Among the prisoners sent home from Canada under the treaty was Martin Smith, who was taken in 1693. A sorrowful tragedy awaited him. His wife was in prison at Springfield, about to be tried for murder. Little is known of the Smiths, beyond what is found on the court records. Judd thinks they came from New Jersey. Martin received several grants of land here, among the first settlers. The first mention we find of his name is on the court record at Northampton: "May 31, 1674, Martin Smith, a resident of Pocumtuck, was fined 20 s for trying to kiss the wife of Jedediah Strong, on the street." Aug. 4th, 1694, Sarah Smith enters a complaint against John Evans of Deerfield, for "attempting to force an unclean act upon her." Two young soldiers of the night watch were witnesses to the act, which was at her house, "ten rods south of the south gate of the fort." I find no action under this complaint. In the assault of Feb. 29th, 1704, Martin Smith was "smothered in a seller," with the family of John Hawks, Jr. No children of Martin and Sarah are known. The crime and fate of Sarah appear in the following record:--

At a meeting of the Council in Boston, Aug. 8, 1698--Upon information given by His Majesty's Justices in the County of Hampshire, that one Sarah Smith lies in prison for murdering her bastard child. * * * Ordered and appointed that a Court of Assize and General Gaol Delivery be held and kept at Springfield within said county of Hampshire by the Justices, upon Thursday, the eighteenth of the present month of August for the trial of said Sarah Smith.

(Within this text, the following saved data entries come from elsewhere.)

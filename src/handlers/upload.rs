//! `POST /v1/memory/upload` — bulk JSONL import (spec §4.2, §6). One JSON
//! object per line: `{"content": string, "role"?: "user"|"assistant"|"system",
//! "timestamp"?: number}`. Gated on a payment method being on file so free
//! tier can't be used as unlimited bulk storage.

use axum::extract::State;
use axum::http::HeaderMap;
use axum::response::{IntoResponse, Response};
use axum::Json;
use memoryrouter_core::error::{PaymentRequiredKind, RouterError};
use memoryrouter_core::orchestrator::BulkRecord;
use memoryrouter_core::types::{Role, Scope};
use serde::Deserialize;
use serde_json::json;

use crate::handlers::common::extract_memory_key_headers;
use crate::http_error::ApiError;
use crate::state::AppState;

/// Hard per-request cap (spec §6 "Hard limit 100000 lines/request").
const MAX_LINES: usize = 100_000;

#[derive(Deserialize)]
struct UploadLine {
    content: String,
    role: Option<String>,
    timestamp: Option<i64>,
}

pub async fn memory_upload(State(state): State<AppState>, headers: HeaderMap, body: String) -> Result<Response, ApiError> {
    let (bearer, x_api_key, x_memory_key) = extract_memory_key_headers(&headers);
    let auth = state.engine.authenticate(bearer.as_deref(), x_api_key.as_deref(), x_memory_key.as_deref())?;

    if !state.engine.store.has_payment_method(&auth.user_id)? {
        return Err(RouterError::PaymentRequired {
            kind: PaymentRequiredKind::NoPaymentMethod,
            balance_cents: 0,
            free_tokens_remaining: 0,
        }
        .into());
    }

    let lines: Vec<&str> = body.lines().filter(|l| !l.trim().is_empty()).collect();
    if lines.len() > MAX_LINES {
        return Err(RouterError::Validation(format!("too many lines: {} > {MAX_LINES}", lines.len())).into());
    }

    let mut records = Vec::with_capacity(lines.len());
    for (i, line) in lines.iter().enumerate() {
        let parsed: UploadLine = serde_json::from_str(line).map_err(|e| RouterError::Validation(format!("line {}: {e}", i + 1)))?;
        records.push(BulkRecord {
            content: parsed.content,
            role: parsed.role.as_deref().map(Role::from_str_loose).unwrap_or(Role::User),
            timestamp_ms: parsed.timestamp,
        });
    }

    let session_id = headers.get("x-session-id").and_then(|v| v.to_str().ok()).map(str::to_string);
    let scope = Scope::from_session_id(session_id.as_deref());
    let now_ms = std::time::SystemTime::now().duration_since(std::time::UNIX_EPOCH).map(|d| d.as_millis() as i64).unwrap_or(0);

    let record_count = records.len();
    let stored = state.engine.bulk_import(&auth.memory_key, &scope, records, now_ms).await?;

    Ok((axum::http::StatusCode::OK, Json(json!({ "lines_received": record_count, "chunks_stored": stored }))).into_response())
}
//! Core wire-level types shared across the transformer, truncator, and
//! provider dispatcher. Independent of any specific provider's JSON shape.

use serde::{Deserialize, Serialize};

#[derive(Debug, Clone, Copy, PartialEq, Eq, Hash, Serialize, Deserialize)]
#[serde(rename_all = "lowercase")]
pub enum ProviderTag {
    OpenAi,
    Anthropic,
    OpenRouter,
    Google,
    Xai,
    Cerebras,
    DeepSeek,
    Azure,
    Ollama,
    Mistral,
}

impl ProviderTag {
    pub fn as_str(&self) -> &'static str {
        match self {
            ProviderTag::OpenAi => "openai",
            ProviderTag::Anthropic => "anthropic",
            ProviderTag::OpenRouter => "openrouter",
            ProviderTag::Google => "google",
            ProviderTag::Xai => "xai",
            ProviderTag::Cerebras => "cerebras",
            ProviderTag::DeepSeek => "deepseek",
            ProviderTag::Azure => "azure",
            ProviderTag::Ollama => "ollama",
            ProviderTag::Mistral => "mistral",
        }
    }

    pub fn from_tag(tag: &str) -> Option<Self> {
        Some(match tag.to_ascii_lowercase().as_str() {
            "openai" => ProviderTag::OpenAi,
            "anthropic" => ProviderTag::Anthropic,
            "openrouter" => ProviderTag::OpenRouter,
            "google" => ProviderTag::Google,
            "xai" => ProviderTag::Xai,
            "cerebras" => ProviderTag::Cerebras,
            "deepseek" => ProviderTag::DeepSeek,
            "azure" => ProviderTag::Azure,
            "ollama" => ProviderTag::Ollama,
            "mistral" => ProviderTag::Mistral,
            _ => return None,
        })
    }

    pub fn default_base_url(&self) -> &'static str {
        match self {
            ProviderTag::OpenAi => "https://api.openai.com/v1",
            ProviderTag::Anthropic => "https://api.anthropic.com",
            ProviderTag::OpenRouter => "https://openrouter.ai/api/v1",
            ProviderTag::Google => "https://generativelanguage.googleapis.com/v1beta",
            ProviderTag::Xai => "https://api.x.ai/v1",
            ProviderTag::Cerebras => "https://api.cerebras.ai/v1",
            ProviderTag::DeepSeek => "https://api.deepseek.com/v1",
            ProviderTag::Azure => "",
            ProviderTag::Ollama => "http://localhost:11434",
            ProviderTag::Mistral => "https://api.mistral.ai/v1",
        }
    }

    /// OpenAI-compatible wire format (everything dispatched through
    /// `/chat/completions` with Bearer auth). Anthropic and Google have
    /// their own native formats.
    pub fn is_openai_compatible(&self) -> bool {
        !matches!(self, ProviderTag::Anthropic | ProviderTag::Google)
    }
}

#[derive(Debug, Clone, Serialize, Deserialize)]
pub struct TokenUsage {
    pub input_tokens: u64,
    pub output_tokens: u64,
    pub total_tokens: u64,
}

#[derive(Debug, Clone, Default, Serialize, Deserialize)]
pub struct StreamChunk {
    pub delta_text: Option<String>,
    pub finish_reason: Option<String>,
    pub usage: Option<TokenUsage>,
}

impl Default for TokenUsage {
    fn default() -> Self {
        Self {
            input_tokens: 0,
            output_tokens: 0,
            total_tokens: 0,
        }
    }
}

/// Author role of a stored chunk or conversation message.
#[derive(Debug, Clone, Copy, PartialEq, Eq, Serialize, Deserialize)]
#[serde(rename_all = "lowercase")]
pub enum Role {
    User,
    Assistant,
    System,
}

impl Role {
    pub fn as_str(&self) -> &'static str {
        match self {
            Role::User => "user",
            Role::Assistant => "assistant",
            Role::System => "system",
        }
    }

    pub fn from_str_loose(s: &str) -> Self {
        match s {
            "assistant" | "model" => Role::Assistant,
            "system" => Role::System,
            _ => Role::User,
        }
    }
}

/// Recognised inbound body shapes (spec §4.4).
#[derive(Debug, Clone, Copy, PartialEq, Eq)]
pub enum BodyShape {
    OpenAi,
    Anthropic,
    Google,
}

/// Memory-handling mode resolved from headers/query/body (spec §4.4).
#[derive(Debug, Clone, Copy, PartialEq, Eq, Default)]
pub enum MemoryMode {
    #[default]
    Default,
    Read,
    Write,
    Off,
}

impl MemoryMode {
    pub fn parse(raw: &str) -> Self {
        match raw.to_ascii_lowercase().as_str() {
            "read" => MemoryMode::Read,
            "write" => MemoryMode::Write,
            "off" | "none" => MemoryMode::Off,
            _ => MemoryMode::Default,
        }
    }

    pub fn retrieves(&self) -> bool {
        matches!(self, MemoryMode::Default | MemoryMode::Read)
    }

    pub fn stores(&self) -> bool {
        matches!(self, MemoryMode::Default | MemoryMode::Write)
    }

    pub fn as_str(&self) -> &'static str {
        match self {
            MemoryMode::Default => "default",
            MemoryMode::Read => "read",
            MemoryMode::Write => "write",
            MemoryMode::Off => "off",
        }
    }
}

/// Recency-bias setting controlling KRONOS's window allocation (spec §4.3).
#[derive(Debug, Clone, Copy, PartialEq, Eq, Default)]
pub enum RecencyBias {
    Low,
    #[default]
    Medium,
    High,
}

impl RecencyBias {
    pub fn parse(raw: &str) -> Self {
        match raw.to_ascii_lowercase().as_str() {
            "low" => RecencyBias::Low,
            "high" => RecencyBias::High,
            _ => RecencyBias::Medium,
        }
    }
}

/// Vault scope: account-wide `core`, or a session-local vault.
#[derive(Debug, Clone, PartialEq, Eq, Hash)]
pub enum Scope {
    Core,
    Session(String),
}

impl Scope {
    pub fn from_session_id(session_id: Option<&str>) -> Self {
        match session_id {
            Some(id) if !id.is_empty() => Scope::Session(id.to_string()),
            _ => Scope::Core,
        }
    }

    pub fn as_key(&self) -> String {
        match self {
            Scope::Core => "core".to_string(),
            Scope::Session(id) => format!("session:{id}"),
        }
    }

    /// Inverse of [`Scope::as_key`]. Used to rebuild a `Scope` from a
    /// chunk-mirror row's `scope` column (e.g. the CLI reembedding from cold
    /// storage, with no live `VaultRegistry` to ask).
    pub fn from_key(key: &str) -> Self {
        match key.strip_prefix("session:") {
            Some(id) => Scope::Session(id.to_string()),
            None => Scope::Core,
        }
    }
}

#[cfg(test)]
mod scope_tests {
    use super::Scope;

    #[test]
    fn from_key_round_trips_through_as_key() {
        assert_eq!(Scope::from_key("core").as_key(), "core");
        assert_eq!(Scope::from_key("session:abc").as_key(), "session:abc");
    }
}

Pursuant to this order three justices, Wait Winthrop, Elisha Cooke, and Samuel Sewall, escorted by a guard of twenty-six troopers, went up to Springfield and held a court. Sarah Smith was indicted by a grand jury of sixteen men, John Holyoke, foreman, and charged that,--

on Tuesday the eleventh day of January in the year of our Lord God one thousand six hundred and ninety-seven--8 betwixt the hours of one and five a clock afternoon of the same day at Deerfield * * * in the dwelling house of Daniel Wells * * * by the providence of God one female bastard child did bring forth alive * * * being led by the instigation of the devil, between the hours of one and seven o'clock afternoon of the same day, withholding her natural

(c) Pocumtuck Valley Memorial Association, Deerfield MA. All rights reserved.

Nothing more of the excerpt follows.